Proponents of greater collaborations argue that the present convergence is actually a return to traditional unity. These institutions share epistemological links dating from the "Museum" of Alexandria and continuing through the cabinets of curiosities gathered in early modern Europe. Over time as collections expanded, they became more specialized and their housing was separated according to the form of information and kinds of users. Furthermore, during the nineteenth and twentieth centuries, distinct professional societies and educational programs developed for each kind of institution.

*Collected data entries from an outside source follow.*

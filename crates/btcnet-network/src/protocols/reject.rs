//! # Reject Logging (BIP 61)
//!
//! Observes peer-reported rejections. Purely diagnostic.

use std::sync::Arc;

use tracing::debug;

use btcnet_messages::Reject;

use crate::channel::Channel;
use crate::protocols::{attach, Protocol};

pub struct ProtocolReject70002 {
    channel: Arc<Channel>,
}

impl ProtocolReject70002 {
    pub fn attach(channel: Arc<Channel>) {
        attach(Arc::new(Self { channel }));
    }
}

impl Protocol for ProtocolReject70002 {
    const NAME: &'static str = "reject";

    fn channel(&self) -> &Arc<Channel> {
        &self.channel
    }

    fn start(self: Arc<Self>) {
        debug_assert!(self.channel.strand().stranded());

        let logger = Arc::clone(&self);
        let _ = self.channel.subscribe::<Reject>(move |event| {
            let Ok(reject) = event else { return false };
            debug!(
                peer = %logger.authority(),
                message = %reject.message,
                code = ?reject.code,
                reason = %reject.reason,
                "peer rejection"
            );
            true
        });
    }
}
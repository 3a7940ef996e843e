//! # Inbound Session
//!
//! Binds the configured authorities and admits incoming channels.
//! Admission is accept-then-reject: the connection is taken from the
//! backlog, then screened against the blacklist, whitelist, and the
//! inbound cap before the handshake runs.

use std::sync::{Arc, Weak};

use parking_lot::Mutex;
use tracing::{debug, info};

use crate::accept::Acceptor;
use crate::channel::Channel;
use crate::error::{Completion, Error};
use crate::net::NetworkInner;
use crate::sessions::{attach_protocols, SessionCore};
use crate::synchronizer::Synchronizer;

pub struct SessionInbound {
    weak_self: Weak<SessionInbound>,
    core: SessionCore,
    acceptors: Mutex<Vec<Arc<Acceptor>>>,
}

impl SessionInbound {
    pub(crate) fn new(net: Arc<NetworkInner>) -> Arc<Self> {
        Arc::new_cyclic(|weak_self| Self {
            weak_self: weak_self.clone(),
            core: SessionCore::new(net),
            acceptors: Mutex::new(Vec::new()),
        })
    }

    pub(crate) fn start(&self, handler: impl FnOnce(Completion) + Send + 'static) {
        let net = self.core.net();
        debug_assert!(net.strand().stranded());

        let settings = net.settings();
        if !settings.inbound_enabled() {
            debug!("inbound session disabled");
            handler(Ok(()));
            return;
        }
        let Some(session) = self.weak_self.upgrade() else {
            return;
        };

        let binds = settings.binds.clone();
        let binding = Arc::new(Synchronizer::new(binds.len(), move |result| {
            if result.is_ok() {
                for acceptor in session.acceptors.lock().iter() {
                    session.accept_next(Arc::clone(acceptor));
                }
            }
            handler(result);
        }));

        for bind in binds {
            let acceptor = Acceptor::new(
                Arc::clone(net.settings()),
                net.strand().clone(),
                net.handle().clone(),
                net.pool().clone(),
            );
            self.acceptors.lock().push(Arc::clone(&acceptor));
            {
                let held = Arc::clone(&acceptor);
                self.core.on_stop(move || held.stop());
            }

            let events = Arc::clone(&binding);
            acceptor.start(bind, move |result| events.event(result));
        }
    }

    /// One accept at a time per listener; admission is quick, so serial
    /// accepts keep up with the backlog.
    fn accept_next(&self, acceptor: Arc<Acceptor>) {
        if self.core.stopped() || acceptor.stopped() {
            return;
        }
        let Some(session) = self.weak_self.upgrade() else {
            return;
        };

        let again = Arc::clone(&acceptor);
        acceptor.accept(move |result| {
            match result {
                Err(Error::ServiceStopped) => return,
                Err(code) => debug!(%code, "accept failed"),
                Ok(channel) => session.handle_accept(channel),
            }
            session.accept_next(again);
        });
    }

    fn handle_accept(&self, channel: Arc<Channel>) {
        let net = self.core.net();
        debug_assert!(net.strand().stranded());

        if self.core.stopped() {
            channel.stop(Error::ServiceStopped);
            return;
        }

        let authority = channel.authority();
        let settings = net.settings();

        if settings.blacklisted(&authority) || !settings.whitelisted(&authority) {
            debug!(peer = %authority, "inbound peer blocked");
            channel.stop(Error::AddressBlocked);
            return;
        }

        if net.inbound_channel_count() >= usize::from(settings.inbound_connections) {
            debug!(peer = %authority, "inbound oversubscribed");
            channel.stop(Error::Oversubscribed);
            return;
        }

        info!(peer = %authority, "inbound channel accepted");

        self.core.start_channel(
            channel,
            true,
            move |result| {
                if let Err(code) = result {
                    debug!(peer = %authority, %code, "inbound channel failed to start");
                }
            },
            move |code| {
                debug!(peer = %authority, %code, "inbound channel stopped");
            },
            attach_protocols,
        );
    }

    pub(crate) fn stop(&self) {
        self.core.stop();
    }
}
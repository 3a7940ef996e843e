//! # Address Exchange
//!
//! Gossip plumbing for the host pool: stores incoming `addr` batches (up to
//! pool capacity), answers `getaddr` with a random sample, and optionally
//! advertises our own address on start. Pool mutation is posted to the
//! network strand; everything else runs on the channel strand.

use std::sync::Arc;
use std::time::{SystemTime, UNIX_EPOCH};

use tracing::debug;

use btcnet_messages::{Address, GetAddress};

use crate::channel::Channel;
use crate::error::Error;
use crate::net::NetworkInner;
use crate::protocols::{attach, Protocol};

/// Addresses returned in one `getaddr` reply.
const FETCH_LIMIT: usize = 1000;

pub struct ProtocolAddress31402 {
    channel: Arc<Channel>,
    net: Arc<NetworkInner>,
}

impl ProtocolAddress31402 {
    pub fn attach(channel: Arc<Channel>, net: Arc<NetworkInner>) {
        attach(Arc::new(Self { channel, net }));
    }

    fn advertise(&self) {
        let Some(own) = self.net.settings().first_self() else {
            return;
        };

        let timestamp = SystemTime::now()
            .duration_since(UNIX_EPOCH)
            .map(|elapsed| elapsed.as_secs() as u32)
            .unwrap_or_default();
        let services = self.net.settings().services_maximum;

        let message = Address {
            addresses: vec![own.to_address_item(timestamp, services)],
        };
        self.channel.send(&message, |_| {});
    }

    fn handle_address(&self, event: Result<&Arc<Address>, Error>) -> bool {
        let Ok(message) = event else { return false };
        if self.stopped() {
            return false;
        }

        let addresses = Arc::clone(message);
        let net = Arc::clone(&self.net);
        let peer = self.authority();
        self.net.strand().post(move || {
            let stored = net.hosts().save(&addresses.addresses);
            debug!(
                %peer,
                received = addresses.addresses.len(),
                stored,
                "addresses stored"
            );
        });
        true
    }

    fn handle_get_address(&self, event: Result<&Arc<GetAddress>, Error>) -> bool {
        if event.is_err() || self.stopped() {
            return false;
        }

        let net = Arc::clone(&self.net);
        let channel = Arc::clone(&self.channel);
        self.net.strand().post(move || {
            let addresses = net.hosts().fetch(FETCH_LIMIT);
            channel.send(&Address { addresses }, |_| {});
        });
        true
    }
}

impl Protocol for ProtocolAddress31402 {
    const NAME: &'static str = "address";

    fn channel(&self) -> &Arc<Channel> {
        &self.channel
    }

    fn start(self: Arc<Self>) {
        debug_assert!(self.channel.strand().stranded());

        if self.net.settings().advertise_enabled() {
            self.advertise();
        }

        let stores = Arc::clone(&self);
        let _ = self
            .channel
            .subscribe::<Address>(move |event| stores.handle_address(event));

        let replies = Arc::clone(&self);
        let _ = self
            .channel
            .subscribe::<GetAddress>(move |event| replies.handle_get_address(event));
    }
}
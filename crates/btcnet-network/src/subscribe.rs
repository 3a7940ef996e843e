//! # Subscribers
//!
//! Strand-scoped fan-out of typed events. [`Subscriber`] keeps an ordered
//! handler list; [`Unsubscriber`] keys each handler for O(1) removal and
//! single-key notification. Stop is terminal: every handler observes the
//! stop code exactly once, and later subscriptions are refused with the
//! stored code.
//!
//! Handlers receive `Ok(&event)` for user notifications and `Err(code)` for
//! terminal ones, and return `true` to stay subscribed.

use parking_lot::Mutex;

use crate::error::Error;

type EventHandler<T> = Box<dyn FnMut(Result<&T, Error>) -> bool + Send>;

struct State<T> {
    handlers: Vec<EventHandler<T>>,
    stopped: Option<Error>,
}

/// Ordered fan-out of one event type to N handlers.
pub struct Subscriber<T> {
    state: Mutex<State<T>>,
}

impl<T> Default for Subscriber<T> {
    fn default() -> Self {
        Self::new()
    }
}

impl<T> Subscriber<T> {
    pub fn new() -> Self {
        Self {
            state: Mutex::new(State {
                handlers: Vec::new(),
                stopped: None,
            }),
        }
    }

    /// Append a handler. When already stopped the handler is invoked
    /// immediately with the stop code and `SubscriberStopped` is returned.
    pub fn subscribe(
        &self,
        mut handler: impl FnMut(Result<&T, Error>) -> bool + Send + 'static,
    ) -> Result<(), Error> {
        let mut state = self.state.lock();
        if let Some(code) = state.stopped {
            drop(state);
            handler(Err(code));
            return Err(Error::SubscriberStopped);
        }
        state.handlers.push(Box::new(handler));
        Ok(())
    }

    /// Notify every handler in subscription order; handlers returning
    /// `false` are removed.
    ///
    /// Handlers run outside the lock so they may subscribe re-entrantly;
    /// handlers added during a notification do not observe it.
    pub fn notify(&self, event: Result<&T, Error>) {
        let handlers = {
            let mut state = self.state.lock();
            if state.stopped.is_some() {
                return;
            }
            std::mem::take(&mut state.handlers)
        };

        let mut kept: Vec<EventHandler<T>> = Vec::with_capacity(handlers.len());
        for mut handler in handlers {
            if handler(event) {
                kept.push(handler);
            }
        }

        let mut state = self.state.lock();
        if let Some(code) = state.stopped {
            // Stopped while notifying: the stop pass saw an empty list, so
            // the surviving handlers take their terminal code here.
            drop(state);
            for mut handler in kept {
                handler(Err(code));
            }
            return;
        }
        let added = std::mem::take(&mut state.handlers);
        kept.extend(added);
        state.handlers = kept;
    }

    /// Notify all handlers with the stop code, clear, and refuse further
    /// subscriptions. Idempotent.
    pub fn stop(&self, code: Error) {
        let handlers = {
            let mut state = self.state.lock();
            if state.stopped.is_some() {
                return;
            }
            state.stopped = Some(code);
            std::mem::take(&mut state.handlers)
        };
        for mut handler in handlers {
            handler(Err(code));
        }
    }

    pub fn is_empty(&self) -> bool {
        self.state.lock().handlers.is_empty()
    }

    pub fn len(&self) -> usize {
        self.state.lock().handlers.len()
    }

    pub fn stopped(&self) -> bool {
        self.state.lock().stopped.is_some()
    }
}

struct KeyedState<T> {
    handlers: Vec<(u64, EventHandler<T>)>,
    stopped: Option<Error>,
}

/// Keyed fan-out: unique key per handler, removable and addressable alone.
pub struct Unsubscriber<T> {
    state: Mutex<KeyedState<T>>,
}

impl<T> Default for Unsubscriber<T> {
    fn default() -> Self {
        Self::new()
    }
}

impl<T> Unsubscriber<T> {
    pub fn new() -> Self {
        Self {
            state: Mutex::new(KeyedState {
                handlers: Vec::new(),
                stopped: None,
            }),
        }
    }

    /// Append a handler under a unique key.
    pub fn subscribe(
        &self,
        mut handler: impl FnMut(Result<&T, Error>) -> bool + Send + 'static,
        key: u64,
    ) -> Result<(), Error> {
        let mut state = self.state.lock();
        if let Some(code) = state.stopped {
            drop(state);
            handler(Err(code));
            return Err(Error::SubscriberStopped);
        }
        if state.handlers.iter().any(|(existing, _)| *existing == key) {
            return Err(Error::SubscriberExists);
        }
        state.handlers.push((key, Box::new(handler)));
        Ok(())
    }

    /// Notify every handler in subscription order.
    pub fn notify(&self, event: Result<&T, Error>) {
        let handlers = {
            let mut state = self.state.lock();
            if state.stopped.is_some() {
                return;
            }
            std::mem::take(&mut state.handlers)
        };

        let mut kept: Vec<(u64, EventHandler<T>)> = Vec::with_capacity(handlers.len());
        for (key, mut handler) in handlers {
            if handler(event) {
                kept.push((key, handler));
            }
        }

        let mut state = self.state.lock();
        if let Some(code) = state.stopped {
            drop(state);
            for (_, mut handler) in kept {
                handler(Err(code));
            }
            return;
        }
        let added = std::mem::take(&mut state.handlers);
        kept.extend(added);
        state.handlers = kept;
    }

    /// Notify just the keyed handler; removed unless it returns `true`.
    /// Unknown keys are ignored.
    pub fn notify_one(&self, key: u64, event: Result<&T, Error>) {
        let entry = {
            let mut state = self.state.lock();
            if state.stopped.is_some() {
                return;
            }
            let position = state.handlers.iter().position(|(k, _)| *k == key);
            position.map(|index| state.handlers.remove(index))
        };

        if let Some((key, mut handler)) = entry {
            if handler(event) {
                let mut state = self.state.lock();
                match state.stopped {
                    Some(code) => {
                        drop(state);
                        handler(Err(code));
                    }
                    None => state.handlers.push((key, handler)),
                }
            }
        }
    }

    pub fn stop(&self, code: Error) {
        let handlers = {
            let mut state = self.state.lock();
            if state.stopped.is_some() {
                return;
            }
            state.stopped = Some(code);
            std::mem::take(&mut state.handlers)
        };
        for (_, mut handler) in handlers {
            handler(Err(code));
        }
    }

    pub fn len(&self) -> usize {
        self.state.lock().handlers.len()
    }
}

#[cfg(test)]
mod tests {
    use super::*;
    use std::sync::atomic::{AtomicUsize, Ordering};
    use std::sync::Arc;

    #[test]
    fn test_notify_in_subscription_order() {
        let subscriber = Subscriber::<u32>::new();
        let seen = Arc::new(Mutex::new(Vec::new()));

        for index in 0..3usize {
            let seen = Arc::clone(&seen);
            subscriber
                .subscribe(move |event| {
                    seen.lock().push((index, event.copied().ok()));
                    true
                })
                .unwrap();
        }

        subscriber.notify(Ok(&7));
        let observed = seen.lock().clone();
        assert_eq!(
            observed,
            vec![(0, Some(7)), (1, Some(7)), (2, Some(7))]
        );
    }

    #[test]
    fn test_false_return_desubscribes() {
        let subscriber = Subscriber::<u32>::new();
        let calls = Arc::new(AtomicUsize::new(0));

        let counter = Arc::clone(&calls);
        subscriber
            .subscribe(move |_| {
                counter.fetch_add(1, Ordering::SeqCst);
                false
            })
            .unwrap();

        subscriber.notify(Ok(&1));
        subscriber.notify(Ok(&2));
        assert_eq!(calls.load(Ordering::SeqCst), 1);
        assert!(subscriber.is_empty());
    }

    #[test]
    fn test_stop_delivers_code_once_and_clears() {
        let subscriber = Subscriber::<u32>::new();
        let stops = Arc::new(Mutex::new(Vec::new()));

        let seen = Arc::clone(&stops);
        subscriber
            .subscribe(move |event| {
                seen.lock().push(event.copied());
                true
            })
            .unwrap();

        subscriber.stop(Error::ServiceStopped);
        subscriber.stop(Error::ChannelStopped);

        let observed = stops.lock().clone();
        assert_eq!(observed, vec![Err(Error::ServiceStopped)]);
        assert!(subscriber.stopped());
        assert!(subscriber.is_empty());
    }

    #[test]
    fn test_subscribe_after_stop_gets_stop_code() {
        let subscriber = Subscriber::<u32>::new();
        subscriber.stop(Error::ChannelExpired);

        let seen = Arc::new(Mutex::new(None));
        let slot = Arc::clone(&seen);
        let result = subscriber.subscribe(move |event| {
            *slot.lock() = Some(event.copied());
            true
        });

        assert_eq!(result, Err(Error::SubscriberStopped));
        assert_eq!(*seen.lock(), Some(Err(Error::ChannelExpired)));
        assert!(subscriber.is_empty());
    }

    #[test]
    fn test_notify_after_stop_is_silent() {
        let subscriber = Subscriber::<u32>::new();
        let calls = Arc::new(AtomicUsize::new(0));
        let counter = Arc::clone(&calls);
        subscriber
            .subscribe(move |_| {
                counter.fetch_add(1, Ordering::SeqCst);
                true
            })
            .unwrap();

        subscriber.stop(Error::ServiceStopped);
        subscriber.notify(Ok(&1));
        assert_eq!(calls.load(Ordering::SeqCst), 1);
    }

    #[test]
    fn test_reentrant_subscribe_misses_current_notification() {
        let subscriber = Arc::new(Subscriber::<u32>::new());
        let nested_calls = Arc::new(AtomicUsize::new(0));

        let outer = Arc::clone(&subscriber);
        let nested = Arc::clone(&nested_calls);
        subscriber
            .subscribe(move |_| {
                let count = Arc::clone(&nested);
                let _ = outer.subscribe(move |_| {
                    count.fetch_add(1, Ordering::SeqCst);
                    true
                });
                false
            })
            .unwrap();

        subscriber.notify(Ok(&1));
        assert_eq!(nested_calls.load(Ordering::SeqCst), 0);

        subscriber.notify(Ok(&2));
        assert_eq!(nested_calls.load(Ordering::SeqCst), 1);
    }

    #[test]
    fn test_keyed_duplicate_rejected() {
        let unsubscriber = Unsubscriber::<u32>::new();
        unsubscriber.subscribe(|_| true, 1).unwrap();
        assert_eq!(
            unsubscriber.subscribe(|_| true, 1),
            Err(Error::SubscriberExists)
        );
        assert_eq!(unsubscriber.len(), 1);
    }

    #[test]
    fn test_notify_one_targets_single_key() {
        let unsubscriber = Unsubscriber::<u32>::new();
        let first = Arc::new(AtomicUsize::new(0));
        let second = Arc::new(AtomicUsize::new(0));

        let counter = Arc::clone(&first);
        unsubscriber
            .subscribe(
                move |_| {
                    counter.fetch_add(1, Ordering::SeqCst);
                    false
                },
                1,
            )
            .unwrap();
        let counter = Arc::clone(&second);
        unsubscriber
            .subscribe(
                move |_| {
                    counter.fetch_add(1, Ordering::SeqCst);
                    false
                },
                2,
            )
            .unwrap();

        unsubscriber.notify_one(1, Err(Error::Desubscribed));
        assert_eq!(first.load(Ordering::SeqCst), 1);
        assert_eq!(second.load(Ordering::SeqCst), 0);
        assert_eq!(unsubscriber.len(), 1);
    }

    #[test]
    fn test_notify_one_unknown_key_ignored() {
        let unsubscriber = Unsubscriber::<u32>::new();
        unsubscriber.subscribe(|_| true, 1).unwrap();
        unsubscriber.notify_one(9, Ok(&0));
        assert_eq!(unsubscriber.len(), 1);
    }

    #[test]
    fn test_keyed_retention_on_true() {
        let unsubscriber = Unsubscriber::<u32>::new();
        let calls = Arc::new(AtomicUsize::new(0));
        let counter = Arc::clone(&calls);
        unsubscriber
            .subscribe(
                move |_| {
                    counter.fetch_add(1, Ordering::SeqCst);
                    true
                },
                5,
            )
            .unwrap();

        unsubscriber.notify_one(5, Ok(&1));
        unsubscriber.notify_one(5, Ok(&2));
        assert_eq!(calls.load(Ordering::SeqCst), 2);
    }
}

Open-GLAM (Galleries, Library, Archives, and Museums) is a term that has gained popularity since 2010 to describe an initiative, network and movement that supports exchange and collaboration between cultural institutions supporting open access to their digitised collections. The GLAM-Wiki Initiative helps cultural institutions share their openly licensed resources with the world through collaborative projects with experienced Wikipedia editors. Open-GLAM and open data resources from the heritage sector are now frequently used in research, publishing, and programming, particularly in Digital Humanities research and teaching.

References

External links 
 Library, Archive and Museum Collaboration, OCLC

Cultural heritage
Industries (economics)
Museology
GLAM (culture and information)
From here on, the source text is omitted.